Planets: The Sun

January 3, 3560

Elsa mentioned to me this "morning" that perhaps the log is meant to be more about what happens, here on this ship, rather than what is, meaning a list of static facts.  Only, I don't think there is anything that's been happening.  We stare at instruments in shifts, marking our time by the Earth clock we snuck aboard.  (There's no reason to keep it a secret now.  It's not like anyone can take it away from us.)  Maybe something will happen eventually, but for now, I really think it's more useful to provide some background.  When things do happen, as I'm sure they will, whoever's writing about it can just dive straight in, without having to explain all these things like who we are and why we're here.

So unless you all want a detailed record of what each person eats and how long we sleep, I think I'll go back to profiling my shipmates.

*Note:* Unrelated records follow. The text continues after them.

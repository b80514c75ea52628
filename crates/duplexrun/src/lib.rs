//! # duplexrun
//!
//! Runtime for the `duplexrpc` protocol: routers and servers on one end,
//! clients on the other, and the transports that connect them.
//!
//! ## Architecture
//!
//! - [`route`] / [`router`]: declare operations and resolve paths to them.
//! - [`server`]: serves a router per connection, with batched subscription events.
//! - [`client`]: correlates calls by id and resumes subscriptions after a reset.
//! - [`proxy`]: path-building call surface over the client.
//! - [`transport`]: in-process channels, length-prefixed byte streams and WebSockets.
//! - [`backoff`]: reconnect delay policy.

pub mod backoff;
pub mod client;
pub mod proxy;
pub mod route;
pub mod router;
pub mod server;
pub mod subscription;
pub mod transport;

pub use backoff::BackoffConfig;
pub use backoff::ReconnectDelay;
pub use client::Client;
pub use client::ClientOptions;
pub use client::SubscriptionHandle;
pub use client::SubscriptionOptions;
pub use client::SubscriptionStream;
pub use proxy::Invocation;
pub use proxy::RoutePath;
pub use proxy::Verb;
pub use route::AnyInput;
pub use route::Failure;
pub use route::HandlerResult;
pub use route::InputContract;
pub use route::Params;
pub use route::Route;
pub use route::RouteError;
pub use route::Typed;
pub use router::Router;
pub use server::ConnectionHandle;
pub use server::Server;
pub use server::ServerOptions;
pub use subscription::Disposer;
pub use subscription::Emitter;
pub use subscription::Subscription;
pub use transport::Transport;
//! # RPC Client with Async Pump
//!
//! One `Client` drives one transport. Three background tasks cooperate:
//!
//! - the **writer** sends outbound frames in the order they were queued, so a
//!   Cancel can never overtake the Request it refers to;
//! - the **pump** decodes inbound frames, completes pending calls by id and
//!   feeds subscription callbacks;
//! - the **reset watcher** (only for transports that report resets) re-sends
//!   the original Request of every live subscription after a reconnect.
//!
//! When the inbound side ends, on [`Client::close`], or once the last client
//! and subscription handle is dropped, every pending call fails with
//! [`Error::ConnectionClosed`] and all subscriptions are dropped.

use std::fmt;
use std::pin::Pin;
use std::sync::Arc;
use std::sync::Weak;
use std::sync::atomic::AtomicBool;
use std::sync::atomic::AtomicU64;
use std::sync::atomic::Ordering;
use std::task::Context;
use std::task::Poll;

use dashmap::DashMap;
use duplexrpc::CancelEnvelope;
use duplexrpc::ClientEnvelope;
use duplexrpc::Json;
use duplexrpc::RequestEnvelope;
use duplexrpc::RouteType;
use duplexrpc::RpcResult;
use duplexrpc::ServerEnvelope;
use duplexrpc::Transformer;
use futures_util::Stream;
use serde::Serialize;
use serde_json::Value;
use tokio::runtime::Handle;
use tokio::sync::broadcast;
use tokio::sync::mpsc;
use tokio::sync::oneshot;
use tokio::sync::watch;

use crate::transport;
use crate::transport::Transport;

#[derive(Debug, Clone, PartialEq, Eq)]
pub enum Error {
    Transport(transport::Error),
    Protocol(duplexrpc::Error),
    /// The server answered with an Error result; carries its message.
    Remote(String),
    ConnectionClosed,
    InvalidVerb(String),
    Serialize(String),
}

impl fmt::Display for Error {
    fn fmt(&self, f: &mut fmt::Formatter<'_>) -> fmt::Result {
        match self {
            Self::Transport(e) => write!(f, "Transport error: {}", e),
            Self::Protocol(e) => write!(f, "Protocol error: {}", e),
            Self::Remote(message) => f.write_str(message),
            Self::ConnectionClosed => write!(f, "Connection closed"),
            Self::InvalidVerb(verb) => write!(
                f,
                "Invalid route verb \"{}\", should be one of query, mutate, subscribe",
                verb
            ),
            Self::Serialize(msg) => write!(f, "Serialization error: {}", msg),
        }
    }
}

impl std::error::Error for Error {}

impl From<transport::Error> for Error {
    fn from(e: transport::Error) -> Self {
        Self::Transport(e)
    }
}

impl From<duplexrpc::Error> for Error {
    fn from(e: duplexrpc::Error) -> Self {
        Self::Protocol(e)
    }
}

pub type Result<T> = std::result::Result<T, Error>;

#[derive(Clone)]
pub struct ClientOptions {
    pub transformer: Arc<dyn Transformer>,
}

impl ClientOptions {
    pub fn transformer(mut self, transformer: impl Transformer) -> Self {
        self.transformer = Arc::new(transformer);
        self
    }
}

impl Default for ClientOptions {
    fn default() -> Self {
        Self { transformer: Arc::new(Json) }
    }
}

type DataCallback = Arc<dyn Fn(Value) + Send + Sync>;
type ErrorCallback = Arc<dyn Fn(Error) + Send + Sync>;

/// Callbacks for a subscription.
#[derive(Clone)]
pub struct SubscriptionOptions {
    on_data: DataCallback,
    on_error: Option<ErrorCallback>,
}

impl SubscriptionOptions {
    pub fn new(on_data: impl Fn(Value) + Send + Sync + 'static) -> Self {
        Self { on_data: Arc::new(on_data), on_error: None }
    }

    /// Called if the server rejects the subscription. Without it, the rejection is logged.
    pub fn on_error(mut self, on_error: impl Fn(Error) + Send + Sync + 'static) -> Self {
        self.on_error = Some(Arc::new(on_error));
        self
    }
}

enum PendingCall {
    Waiting(oneshot::Sender<Result<Value>>),
    /// Placeholder for a re-sent subscription request; its response is dropped.
    Discard,
}

struct SubscriptionEntry {
    request: RequestEnvelope,
    on_data: DataCallback,
}

struct Outgoing {
    frame: String,
    sent: Option<oneshot::Sender<transport::Result<()>>>,
}

struct Shared {
    transport: Arc<dyn Transport>,
    transformer: Arc<dyn Transformer>,
    outbox: mpsc::UnboundedSender<Outgoing>,
    pending: DashMap<String, PendingCall>,
    subscriptions: DashMap<String, SubscriptionEntry>,
    next_id: AtomicU64,
    closed: watch::Sender<bool>,
}

impl Shared {
    fn is_closed(&self) -> bool {
        *self.closed.borrow()
    }

    fn next_id(&self) -> String {
        self.next_id.fetch_add(1, Ordering::Relaxed).to_string()
    }

    fn encode(&self, envelope: &ClientEnvelope) -> Result<String> {
        Ok(envelope.encode(&*self.transformer)?)
    }

    fn enqueue(&self, frame: String, sent: Option<oneshot::Sender<transport::Result<()>>>) {
        if self.outbox.send(Outgoing { frame, sent }).is_err() {
            tracing::debug!("client writer has stopped");
        }
    }

    fn handle_frame(&self, frame: &str) {
        let envelope = match ServerEnvelope::decode(&*self.transformer, frame) {
            Ok(envelope) => envelope,
            Err(e) => {
                tracing::error!(error = %e, "ignoring invalid server message");
                return;
            }
        };

        match envelope {
            ServerEnvelope::Response(response) => match self.pending.remove(&response.id) {
                Some((_, PendingCall::Waiting(tx))) => {
                    let result = match response.result {
                        RpcResult::Success { data } => Ok(data),
                        RpcResult::Error { message } => Err(Error::Remote(message)),
                    };
                    let _ = tx.send(result);
                }
                Some((_, PendingCall::Discard)) => {}
                None => tracing::error!(id = %response.id, "response for unknown request id"),
            },
            ServerEnvelope::Event(event) => {
                // Clone the callback out so no map guard is held while user code runs.
                let on_data = self.subscriptions.get(&event.id).map(|entry| Arc::clone(&entry.on_data));
                if let Some(on_data) = on_data {
                    for item in event.data {
                        on_data(item);
                    }
                }
            }
        }
    }

    fn resubscribe(&self) {
        let requests: Vec<RequestEnvelope> =
            self.subscriptions.iter().map(|entry| entry.request.clone()).collect();
        tracing::debug!(count = requests.len(), "connection reset, resubscribing");

        for request in requests {
            let id = request.id.clone();
            match self.encode(&request.into()) {
                Ok(frame) => {
                    self.pending.entry(id).or_insert(PendingCall::Discard);
                    self.enqueue(frame, None);
                }
                Err(e) => tracing::error!(%id, error = %e, "failed to encode resubscription"),
            }
        }
    }

    fn fail_pending(&self, error: Error) {
        let keys: Vec<String> = self.pending.iter().map(|entry| entry.key().clone()).collect();
        for key in keys {
            if let Some((_, PendingCall::Waiting(tx))) = self.pending.remove(&key) {
                let _ = tx.send(Err(error.clone()));
            }
        }
    }

    fn shutdown(&self) {
        self.closed.send_replace(true);
        self.fail_pending(Error::ConnectionClosed);
        self.subscriptions.clear();
    }
}

/// Removes a call's pending entry when its future completes or is dropped.
struct PendingGuard<'a> {
    shared: &'a Shared,
    id: String,
}

impl Drop for PendingGuard<'_> {
    fn drop(&mut self) {
        self.shared.pending.remove(&self.id);
    }
}

/// Shuts the connection down once the last user-facing handle is gone.
///
/// Background tasks hold [`Shared`] directly and do not keep this alive.
struct CloseOnDrop {
    shared: Arc<Shared>,
    runtime: Handle,
}

impl Drop for CloseOnDrop {
    fn drop(&mut self) {
        if self.shared.is_closed() {
            return;
        }
        tracing::debug!("last client handle dropped, closing connection");
        self.shared.shutdown();
        let transport = Arc::clone(&self.shared.transport);
        self.runtime.spawn(async move { transport.close().await });
    }
}

/// RPC client for making remote calls over a transport.
///
/// Cheap to clone; clones share the connection. When every clone and every
/// [`SubscriptionHandle`] is dropped, the connection is closed as if by
/// [`Client::close`].
#[derive(Clone)]
pub struct Client {
    shared: Arc<Shared>,
    owner: Arc<CloseOnDrop>,
}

Starting with Elsa DeWitt, of course.

Like I said before, I don't dislike anyone aboard, but I think Elsa and I don't get along very well generally.  She tends to be rather critical of things, in my opinion.  She always has very fixed ideas about the way things should be, and she'll express them freely.  Just like the way she tried to tell me how to write this log.  But she can do it the way she likes, and I'll do it the way I like.  I guess the way we don't get along is because I tend to be rebellious like that.

But Elsa has her good points, too, of course.  Since she has such a clear vision of what she wants, she's good at managing people.  We're all hard-working and know what needs to be done, but she can keep us from colliding, if nothing else.  Sometimes there are disadvantages to the fact that we're all well-trained in the same things.  In some ways, Elsa senses the tiny differences between us and pushes that along so we actually begin to specialize.  I just think she could do it in a less overbearing, more pleasant manner.

You can also tell how vision-driven Elsa is in the way she solves problems.  She starts out with the goal in mind, what she knows is correct or should work, and she'll follow it whereever it leads her without letting go.  Yesterday I said Heinrich just goes straight ahead through any barrier.  Elsa's somewhat different.  In some ways, you could say that Heinrich doesn't really know what problem he's solving until he solves it.  If Elsa finds a difficulty, it's almost as if, by believing it's not supposed to be there, she wills it away or to one side.  Because her idea is meant to work, and thus such an obstacle shouldn't exist.  Maybe you're skeptical of how my analogy actually works in real problem-solving, but I don't know a better way to explain it.

Well, here's a good thing that's come of my writing this log, I guess.  I've discovered that we all have rather different approaches to solving problems.  I wonder if that was an intentional thing that our instructors or supervisors somehow managed to put into us, one way or another.  We don't remember when we were really young, so maybe we haven't always been trained together in a group.  Or maybe it's genetic.  Anyway, I doubt we'll ever have an answer.

So now that I don't have any anecdotes to cue me on who I should talk about next, I guess I'll pick at random.  Let's talk about Carlos Ramirez, maybe because his shift is after mine on the current schedule.

Carlos is very laid back and fun-loving.  I guess sometimes he and Elsa don't get along very well either.  He tends to laugh at her seriousness.  He thinks she's too prim and proper.  Carlos prefers to let things happen or be as they will.  He's good at lightening the mood, and he "works well with others", as our evaluations always said.  Even if Elsa tells him what to do, after he mocks her for it, he'll still shrug and grin and do it.  He just doesn't want to make a big deal out of anything.

Which isn't to say he gives up easily, either.  His problem-solving style is more just to try whatever he can think of.  It's just as non-linear as Pierre's methods, but more haphazard in a way.  It doesn't necessarily work less often, though.  I think it's more that Carlos throws out lots of ideas and tests them through action, whereas Pierre probably comes up with just as many ideas but verifies them in thought before saying anything.  That's why Carlos can be more helpful in a group, too.  He'll brainstorm, and then we can help him sort through the results.  Pierre is more the type to just sit quietly without contributing until he actually has the entire solution by himself.

Anyway, I'm starting to talk more about Pierre than about Carlos.  Since he's so random himself, Carlos is always open to new things and will consider them all carefully.  We all have our crazy ideas once in a while, and Carlos is the one to consult about them.  He's used to them, so he'll immediately see the thin tenuous thread that links it back to whatever problem, and he knows just how to tug on it until we know whether it pulled up anything useful or if it snapped.

Are you sick of my metaphors yet?  Fortunately, I think my time's up again.  Well, including myself, you know half of us now, assuming you didn't already.  We're also half way to Mercury.  It's going to be interesting, to meet people who are probably quite different from those we've grown up with.  I don't know how much of an opportunity we're going to get to explore the colony or anything.  We might just end up talking with a few ambassadors and leaving after our ship has been maintenanced.  But either way, it will be an experience no Solarian has had in over five hundred years.  That will be something to write about, I'm sure.